◆ **AVAILABLE DATA**:
// Copyright 2026 the Presto Authors
// SPDX-License-Identifier: Apache-2.0 OR MIT

//! Monotonic host time in hardware-counter ticks.
//!
//! [`HostTime`] is a reading of the platform's monotonic counter and
//! [`Timebase`] converts those ticks to nanoseconds (`ticks * numer / denom`).
//! Frame deadlines are computed as absolute [`HostTime`] values so repeated
//! waits never accumulate relative-delay drift.
//!
//! Intermediate arithmetic is done in `u128`.

use core::fmt;
use core::ops::{Add, Sub};

const NANOS_PER_SECOND: u64 = 1_000_000_000;

/// A point in time as monotonic counter ticks.
#[derive(Clone, Copy, PartialEq, Eq, PartialOrd, Ord, Hash, Default)]
pub struct HostTime(pub u64);

impl HostTime {
    /// Returns the raw tick value.
    #[inline]
    #[must_use]
    pub const fn ticks(self) -> u64 {
        self.0
    }

    /// Returns the time elapsed since `earlier`, or zero if `earlier` is later.
    #[inline]
    #[must_use]
    pub const fn saturating_duration_since(self, earlier: Self) -> Duration {
        Duration(self.0.saturating_sub(earlier.0))
    }

    /// Adds `duration`, saturating at the end of the counter range.
    #[inline]
    #[must_use]
    pub const fn saturating_add(self, duration: Duration) -> Self {
        Self(self.0.saturating_add(duration.0))
    }

    /// Checked addition of a duration.
    #[inline]
    #[must_use]
    pub const fn checked_add(self, duration: Duration) -> Option<Self> {
        match self.0.checked_add(duration.0) {
            Some(t) => Some(Self(t)),
            None => None,
        }
    }
}

impl Add<Duration> for HostTime {
    type Output = Self;

    #[inline]
    fn add(self, rhs: Duration) -> Self {
        Self(self.0 + rhs.0)
    }
}

impl Sub for HostTime {
    type Output = Duration;

    #[inline]
    fn sub(self, rhs: Self) -> Duration {
        Duration(self.0 - rhs.0)
    }
}

impl fmt::Debug for HostTime {
    fn fmt(&self, f: &mut fmt::Formatter<'_>) -> fmt::Result {
        write!(f, "HostTime({})", self.0)
    }
}

/// Rational conversion factor from ticks to nanoseconds.
#[derive(Clone, Copy, PartialEq, Eq, Hash)]
pub struct Timebase {
    /// Numerator of the ticks-to-nanoseconds ratio.
    pub numer: u32,
    /// Denominator of the ticks-to-nanoseconds ratio.
    pub denom: u32,
}

impl Timebase {
    /// Ticks are nanoseconds.
    pub const NANOS: Self = Self { numer: 1, denom: 1 };

    /// Creates a timebase.
    ///
    /// # Panics
    ///
    /// Panics if `numer` or `denom` is zero.
    #[inline]
    #[must_use]
    pub const fn new(numer: u32, denom: u32) -> Self {
        assert!(numer != 0, "timebase numerator must not be zero");
        assert!(denom != 0, "timebase denominator must not be zero");
        Self { numer, denom }
    }

    /// Converts a tick count to nanoseconds.
    #[inline]
    #[must_use]
    #[expect(
        clippy::cast_possible_truncation,
        reason = "u128 intermediate avoids overflow; truncation back to u64 is intentional"
    )]
    pub const fn ticks_to_nanos(self, ticks: u64) -> u64 {
        (ticks as u128 * self.numer as u128 / self.denom as u128) as u64
    }

    /// Converts nanoseconds to a tick count.
    #[inline]
    #[must_use]
    #[expect(
        clippy::cast_possible_truncation,
        reason = "u128 intermediate avoids overflow; truncation back to u64 is intentional"
    )]
    pub const fn nanos_to_ticks(self, nanos: u64) -> u64 {
        (nanos as u128 * self.denom as u128 / self.numer as u128) as u64
    }
}

impl fmt::Debug for Timebase {
    fn fmt(&self, f: &mut fmt::Formatter<'_>) -> fmt::Result {
        write!(f, "Timebase({}/{})", self.numer, self.denom)
    }
}

/// A span of counter ticks.
#[derive(Clone, Copy, PartialEq, Eq, PartialOrd, Ord, Hash, Default)]
pub struct Duration(pub u64);

impl Duration {
    /// A zero-length duration.
    pub const ZERO: Self = Self(0);

    /// Returns the raw tick value.
    #[inline]
    #[must_use]
    pub const fn ticks(self) -> u64 {
        self.0
    }

    /// Converts to nanoseconds.
    #[inline]
    #[must_use]
    pub const fn to_nanos(self, timebase: Timebase) -> u64 {
        timebase.ticks_to_nanos(self.0)
    }

    /// Creates a duration from nanoseconds.
    #[inline]
    #[must_use]
    pub const fn from_nanos(nanos: u64, timebase: Timebase) -> Self {
        Self(timebase.nanos_to_ticks(nanos))
    }

    /// The interval between frames at `frames_per_second`.
    ///
    /// A rate of zero is treated as one frame per second.
    #[inline]
    #[must_use]
    pub const fn frame_interval(frames_per_second: u32, timebase: Timebase) -> Self {
        let fps = if frames_per_second == 0 {
            1
        } else {
            frames_per_second as u64
        };
        Self::from_nanos(NANOS_PER_SECOND / fps, timebase)
    }

    /// Converts to a [`core::time::Duration`].
    #[inline]
    #[must_use]
    pub const fn to_core(self, timebase: Timebase) -> core::time::Duration {
        core::time::Duration::from_nanos(self.to_nanos(timebase))
    }
}

impl Add for Duration {
    type Output = Self;

    #[inline]
    fn add(self, rhs: Self) -> Self {
        Self(self.0 + rhs.0)
    }
}

impl fmt::Debug for Duration {
    fn fmt(&self, f: &mut fmt::Formatter<'_>) -> fmt::Result {
        write!(f, "Duration({})", self.0)
    }
}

◆ **TRY IT**: How many of the lines above contain the string "Debug"? Give the count alone.

◆ **FINAL ANSWER**: 3